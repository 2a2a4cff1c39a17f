use crate::shrink::Shrink;
use core::fmt;
use std::sync::Arc;

/// A zero-argument factory for a boundary value's shrinker.
///
/// Factories rather than materialized shrinkers: every call to
/// [`Supplier::get`] hands back an independent, freshly traversable shrink
/// tree, so the same catalogue can feed any number of falsifiers.
pub struct Supplier<S>(Arc<dyn Fn() -> S>);

/// The finite catalogue of boundary values of a generator.
///
/// The catalogue is restartable: [`Edges::iter`] may be called any number of
/// times and realizes a fresh shrinker per factory per iteration. Generator
/// combinators rewrite the catalogue so that a transformed generator still
/// reports correct, still-shrinkable boundary values.
pub struct Edges<S> {
    suppliers: Vec<Supplier<S>>,
}

impl<S> Supplier<S> {
    pub fn new<F: Fn() -> S + 'static>(supply: F) -> Self {
        Self(Arc::new(supply))
    }

    pub fn get(&self) -> S {
        (self.0)()
    }
}

impl<S> Clone for Supplier<S> {
    fn clone(&self) -> Self {
        Self(self.0.clone())
    }
}

impl<S> fmt::Debug for Supplier<S> {
    fn fmt(&self, formatter: &mut fmt::Formatter) -> fmt::Result {
        formatter.debug_struct("Supplier").finish_non_exhaustive()
    }
}

impl<S: Shrink> Edges<S> {
    pub fn none() -> Self {
        Self {
            suppliers: Vec::new(),
        }
    }

    pub fn from_suppliers(suppliers: Vec<Supplier<S>>) -> Self {
        Self { suppliers }
    }

    pub fn suppliers(&self) -> &[Supplier<S>] {
        &self.suppliers
    }

    pub fn len(&self) -> usize {
        self.suppliers.len()
    }

    pub fn is_empty(&self) -> bool {
        self.suppliers.is_empty()
    }

    /// Realizes one fresh shrinker per factory.
    pub fn iter(&self) -> impl Iterator<Item = S> + '_ {
        self.suppliers.iter().map(Supplier::get)
    }

    /// Rewrites every factory through `wrap`, preserving laziness: `wrap` runs
    /// when a factory is realized, not when the catalogue is built.
    pub fn transform<T: Shrink, F: Fn(S) -> T + Clone + 'static>(&self, wrap: F) -> Edges<T> {
        Edges {
            suppliers: self
                .suppliers
                .iter()
                .map(|supplier| {
                    let supplier = supplier.clone();
                    let wrap = wrap.clone();
                    Supplier::new(move || wrap(supplier.get()))
                })
                .collect(),
        }
    }

    /// Drops the factories whose realized shrinker fails `keep`.
    pub fn retain<F: Fn(&S) -> bool>(self, keep: F) -> Self {
        Self {
            suppliers: self
                .suppliers
                .into_iter()
                .filter(|supplier| keep(&supplier.get()))
                .collect(),
        }
    }

    pub fn merge(mut self, other: Self) -> Self {
        self.suppliers.extend(other.suppliers);
        self
    }
}

impl<S> Clone for Edges<S> {
    fn clone(&self) -> Self {
        Self {
            suppliers: self.suppliers.clone(),
        }
    }
}

impl<S> fmt::Debug for Edges<S> {
    fn fmt(&self, formatter: &mut fmt::Formatter) -> fmt::Result {
        formatter
            .debug_struct("Edges")
            .field("count", &self.suppliers.len())
            .finish()
    }
}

★ ★ ★ ★ ★ ★ ★

Which lines run from the one containing "Drops the factories" to the end of the records? Transcribe exactly those, both ends included.

    /// Drops the factories whose realized shrinker fails `keep`.
    pub fn retain<F: Fn(&S) -> bool>(self, keep: F) -> Self {
        Self {
            suppliers: self
                .suppliers
                .into_iter()
                .filter(|supplier| keep(&supplier.get()))
                .collect(),
        }
    }

    pub fn merge(mut self, other: Self) -> Self {
        self.suppliers.extend(other.suppliers);
        self
    }
}

impl<S> Clone for Edges<S> {
    fn clone(&self) -> Self {
        Self {
            suppliers: self.suppliers.clone(),
        }
    }
}

impl<S> fmt::Debug for Edges<S> {
    fn fmt(&self, formatter: &mut fmt::Formatter) -> fmt::Result {
        formatter
            .debug_struct("Edges")
            .field("count", &self.suppliers.len())
            .finish()
    }
}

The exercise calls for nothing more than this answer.